Drei Dutzend abgenutzte Klappstühle, reif für den Müllcontainer:  39 Schüler und Schülerinnen des Jahrgangs 5-7 geben mit Schleifpapier, Pinseln und einigen Dosen Farbe diesen Stühlen im Rahmen des Projekts „Aus Alt mach Neu“ (unter der Leitung von Frau Herkert und Herrn Tätsch) frischen Glanz und ein neues Leben. Auf weißem Grund leuchten die Stühle in Bonbonfarben im Stil der 60er Jahre.
Jeder Schüler nimmt Grundfertigkeiten der Holzbearbeitung mit nach Hause. Am letzten Tag der Projektwoche wurden die neuen Stühle in einer an den chinesischen Künstler AI-Wei-Wei angelehnten Installation im Schulhof präsentiert.

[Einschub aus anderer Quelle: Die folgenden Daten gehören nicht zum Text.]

//! Path management for Touchline
//!
//! Provides XDG-compliant path resolution for configuration, data, and backups.
//!
//! ## Path Resolution Order
//!
//! 1. `TOUCHLINE_DATA_DIR` environment variable (if set)
//! 2. Unix (Linux/macOS): `$XDG_CONFIG_HOME/touchline` or `~/.config/touchline`
//! 3. Windows: `%APPDATA%\touchline`

use std::path::PathBuf;

use crate::error::TouchlineError;

/// Manages all paths used by Touchline
#[derive(Debug, Clone)]
pub struct TouchlinePaths {
    /// Base directory for all Touchline data
    base_dir: PathBuf,
}

impl TouchlinePaths {
    /// Create a new TouchlinePaths instance
    ///
    /// # Errors
    ///
    /// Returns an error if the home directory cannot be determined.
    pub fn new() -> Result<Self, TouchlineError> {
        let base_dir = if let Ok(custom) = std::env::var("TOUCHLINE_DATA_DIR") {
            PathBuf::from(custom)
        } else {
            resolve_default_path()?
        };

        Ok(Self { base_dir })
    }

    /// Create TouchlinePaths with a custom base directory (useful for testing)
    pub fn with_base_dir(base_dir: PathBuf) -> Self {
        Self { base_dir }
    }

    pub fn base_dir(&self) -> &PathBuf {
        &self.base_dir
    }

    /// Directory holding one JSON file per storage key
    pub fn data_dir(&self) -> PathBuf {
        self.base_dir.join("data")
    }

    /// Directory holding exports and migration snapshots
    pub fn backup_dir(&self) -> PathBuf {
        self.base_dir.join("backups")
    }

    /// Path to the store configuration file
    pub fn config_file(&self) -> PathBuf {
        self.base_dir.join("config.json")
    }

    /// Path to the flat pre-migration key-value store
    pub fn legacy_file(&self) -> PathBuf {
        self.base_dir.join("legacy.json")
    }

    /// Ensure all required directories exist
    pub fn ensure_directories(&self) -> Result<(), TouchlineError> {
        std::fs::create_dir_all(&self.base_dir)
            .map_err(|e| TouchlineError::Io(format!("Failed to create base directory: {}", e)))?;

        std::fs::create_dir_all(self.data_dir())
            .map_err(|e| TouchlineError::Io(format!("Failed to create data directory: {}", e)))?;

        std::fs::create_dir_all(self.backup_dir()).map_err(|e| {
            TouchlineError::Io(format!("Failed to create backup directory: {}", e))
        })?;

        Ok(())
    }
}

/// Resolve the default data directory path based on platform
#[cfg(not(windows))]
fn resolve_default_path() -> Result<PathBuf, TouchlineError> {
    if let Ok(xdg) = std::env::var("XDG_CONFIG_HOME") {
        return Ok(PathBuf::from(xdg).join("touchline"));
    }
    let dirs = directories::BaseDirs::new()
        .ok_or_else(|| TouchlineError::Config("Could not determine home directory".into()))?;
    Ok(dirs.home_dir().join(".config").join("touchline"))
}

/// Resolve the default data directory path based on platform
#[cfg(windows)]
fn resolve_default_path() -> Result<PathBuf, TouchlineError> {
    let appdata = std::env::var("APPDATA")
        .map_err(|_| TouchlineError::Config("Could not determine APPDATA directory".into()))?;
    Ok(PathBuf::from(appdata).join("touchline"))
}
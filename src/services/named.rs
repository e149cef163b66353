//! Shared create/update paths for entities with unique names
//!
//! Uniqueness is checked inside the collection's lock, against the same
//! snapshot the write is built from.

use super::store::{not_found, EntityStore};
use crate::error::{TouchlineError, TouchlineResult};
use crate::models::{normalize_name, Collection, Named};

pub(crate) fn ensure_unique_name<E: Named>(
    collection: &Collection<E>,
    candidate: &str,
    exclude_id: Option<&str>,
) -> TouchlineResult<()> {
    let wanted = normalize_name(candidate);
    let taken = collection
        .values()
        .filter(|existing| Some(existing.id()) != exclude_id)
        .any(|existing| normalize_name(existing.name()) == wanted);

    if taken {
        return Err(TouchlineError::DuplicateName {
            entity_type: E::KIND,
            name: candidate.trim().to_string(),
        });
    }
    Ok(())
}

pub(crate) fn find_by_name<'c, E: Named>(collection: &'c Collection<E>, name: &str) -> Option<&'c E> {
    let wanted = normalize_name(name);
    collection
        .values()
        .find(|existing| normalize_name(existing.name()) == wanted)
}

pub(crate) async fn create_named<E: Named>(store: &EntityStore, entity: E) -> TouchlineResult<E> {
    entity.validate().map_err(TouchlineError::ValidationFailed)?;

    let created = store
        .update_collection::<E, _, _>(move |collection| {
            ensure_unique_name(collection, entity.name(), None)?;
            collection.insert(entity.id().to_string(), entity.clone());
            Ok(entity)
        })
        .await?;

    tracing::debug!(kind = E::KIND, id = created.id(), "created");
    Ok(created)
}

/// Apply `change` to one record, re-checking name uniqueness on the result
pub(crate) async fn modify_named<E, F>(store: &EntityStore, id: &str, change: F) -> TouchlineResult<E>
where
    E: Named,
    F: FnOnce(&mut E),
{
    let id = id.to_string();
    store
        .update_collection::<E, _, _>(move |collection| {
            let mut record = collection
                .get(&id)
                .cloned()
                .ok_or_else(|| not_found::<E>(&id))?;
            change(&mut record);
            record.validate().map_err(TouchlineError::ValidationFailed)?;
            ensure_unique_name(collection, record.name(), Some(&id))?;
            collection.insert(id, record.clone());
            Ok(record)
        })
        .await
}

18 Schülerinnen und Schüler stellten sich den vielfältigen Herausforderungen des viertägigen Projektes unter Leitung von Herrn Maier.
Nach einer theoretischen Unterrichtung in grundlegenden Survival-Techniken sowie einer Auffrischung in Erster Hilfe, ging es für die Schüler los: So bauten sie zum Beispiel eine Trage, auf der sie auch 10 kg Holz über eine Distanz von 10 km transportieren mussten, um am Ziel, dem Aje-See bei Münster, die Herstellung eines sogenannten Schwimmpaketes zu erproben. Dies sorgt für den trockenen Transport der Kleidung und dient außerdem als Schwimmhilfe.
Der dritte und vierte Tag stellte mit einer Übernachtung unter freiem Himmel im Wald den Höhepunkt des Survival Camps dar. Bei strömendem Regen brachen die Teilnehmer zur ihrer 12 km Wanderung mit schweren Rucksäcken, Karte und Kompass auf. Nach dem Abend am Lagerfeuer wurde die Feuerwache für die ganze Nacht eingeteilt und die Schlafsäcke bezogen. Der Rückmarsch am nächsten Morgen forderte von den Teilnehmern noch einmal alle Kraftreserven, doch alle kamen gesund und glücklich im Ziel an.

 

Seit ein paar Monaten gibt es das neue Schulmaskottchen, den „HEINI“. Zehn Comic - begeisterte Schülerinnen und Schüler der zehnten Jahrgangsstufe machten unter der Leitung von Herrn Dörig aus dem noch stummen und unbewegten Heini ein lebendiges Schulmaskottchen, indem sie für ihn einen Charakter, Outfit, Hobbies, eine Geschichte, Setting und Texte entwerfen, die sich aus Heinrich Heines Leben und den Themen in und um die Heinrich-Heine-Schule herum speisen.